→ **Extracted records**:

//! # Issue Endpoints
//!
//! Core issue operations: listing and searching with the YouTrack query
//! language, plus create, update, and delete.

use reqwest::Method;
use serde_json::Value;

use super::fields_query;
use crate::client::YouTrackClient;
use crate::error::ApiError;
use crate::models::{IssuePatch, NewIssue, SearchOptions};

impl YouTrackClient {
  /// List issues. When `options.query` is set it is passed through verbatim
  /// as a YouTrack search query.
  pub async fn list_issues(&self, options: &SearchOptions) -> Result<Value, ApiError> {
    self.request(Method::GET, "/issues", None, &options.to_query()).await
  }

  /// Fetch a single issue by id or readable id (`DEMO-42`).
  pub async fn get_issue(&self, issue_id: &str, fields: Option<&str>) -> Result<Value, ApiError> {
    self
      .request(Method::GET, &format!("/issues/{issue_id}"), None, &fields_query(fields))
      .await
  }

  /// Create an issue.
  pub async fn create_issue(&self, issue: &NewIssue) -> Result<Value, ApiError> {
    self.post_json("/issues", issue, &[]).await
  }

  /// Update an issue. Only the fields present in the patch are touched.
  pub async fn update_issue(&self, issue_id: &str, patch: &IssuePatch) -> Result<Value, ApiError> {
    self.post_json(&format!("/issues/{issue_id}"), patch, &[]).await
  }

  /// Delete an issue.
  pub async fn delete_issue(&self, issue_id: &str) -> Result<Value, ApiError> {
    self.request(Method::DELETE, &format!("/issues/{issue_id}"), None, &[]).await
  }
}

#[cfg(test)]
mod tests {
  use anyhow::Result;
  use serde_json::json;
  use wiremock::matchers::{body_json, method, path, query_param};
  use wiremock::{Mock, MockServer, ResponseTemplate};

  use crate::endpoints::test_support::test_client;
  use crate::models::{EntityRef, IssuePatch, NewIssue, SearchOptions};

  #[tokio::test]
  async fn test_list_issues_with_query() -> Result<()> {
    let mock_server = MockServer::start().await;

    Mock::given(method("GET"))
      .and(path("/api/issues"))
      .and(query_param("query", "project: DEMO and assignee: jane"))
      .and(query_param("skip", "0"))
      .and(query_param("top", "50"))
      .respond_with(ResponseTemplate::new(200).set_body_json(json!([
          {"id": "2-1", "idReadable": "DEMO-1", "summary": "First"},
          {"id": "2-2", "idReadable": "DEMO-2", "summary": "Second"}
      ])))
      .mount(&mock_server)
      .await;

    let client = test_client(&mock_server);
    let options = SearchOptions {
      query: Some("project: DEMO and assignee: jane".to_string()),
      ..SearchOptions::page(0, 50)
    };
    let issues = client.list_issues(&options).await?;
    assert_eq!(issues.as_array().map(Vec::len), Some(2));

    Ok(())
  }

  #[tokio::test]
  async fn test_create_issue_sends_exact_payload() -> Result<()> {
    let mock_server = MockServer::start().await;

    Mock::given(method("POST"))
      .and(path("/api/issues"))
      .and(body_json(json!({
          "project": {"id": "0-0"},
          "summary": "Login fails",
          "assignee": {"id": "jane"}
      })))
      .respond_with(ResponseTemplate::new(200).set_body_json(json!({"id": "2-3", "idReadable": "DEMO-3"})))
      .mount(&mock_server)
      .await;

    let client = test_client(&mock_server);
    let issue = NewIssue {
      project: EntityRef::from("0-0"),
      summary: "Login fails".to_string(),
      description: None,
      assignee: Some(EntityRef::from("jane")),
      priority: None,
      issue_type: None,
      tags: None,
    };
    let created = client.create_issue(&issue).await?;
    assert_eq!(created["idReadable"], "DEMO-3");

    Ok(())
  }

  #[tokio::test]
  async fn test_update_issue_posts_patch() -> Result<()> {
    let mock_server = MockServer::start().await;

    Mock::given(method("POST"))
      .and(path("/api/issues/DEMO-1"))
      .and(body_json(json!({"state": {"id": "Fixed"}})))
      .respond_with(ResponseTemplate::new(200).set_body_json(json!({"id": "2-1"})))
      .mount(&mock_server)
      .await;

    let client = test_client(&mock_server);
    let patch = IssuePatch {
      state: Some(EntityRef::from("Fixed")),
      ..IssuePatch::default()
    };
    client.update_issue("DEMO-1", &patch).await?;

    Ok(())
  }

  #[tokio::test]
  async fn test_get_issue_not_found() -> Result<()> {
    let mock_server = MockServer::start().await;

    Mock::given(method("GET"))
      .and(path("/api/issues/DEMO-404"))
      .respond_with(ResponseTemplate::new(404).set_body_json(json!({
          "error": "Not Found",
          "error_description": "Issue not found"
      })))
      .mount(&mock_server)
      .await;

    let client = test_client(&mock_server);
    let err = client.get_issue("DEMO-404", None).await.unwrap_err();
    assert_eq!(err.to_string(), "Issue not found");

    Ok(())
  }

  #[tokio::test]
  async fn test_delete_issue_accepts_empty_body() -> Result<()> {
    let mock_server = MockServer::start().await;

    Mock::given(method("DELETE"))
      .and(path("/api/issues/DEMO-1"))
      .respond_with(ResponseTemplate::new(200))
      .mount(&mock_server)
      .await;

    let client = test_client(&mock_server);
    let value = client.delete_issue("DEMO-1").await?;
    assert!(value.is_null());

    Ok(())
  }
}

→ **ASSIGNMENT**:
In the records above, find each line holding "crate" and copy it.

→ **TASK ANSWER**:
use crate::client::YouTrackClient;
use crate::error::ApiError;
use crate::models::{IssuePatch, NewIssue, SearchOptions};
  use crate::endpoints::test_support::test_client;
  use crate::models::{EntityRef, IssuePatch, NewIssue, SearchOptions};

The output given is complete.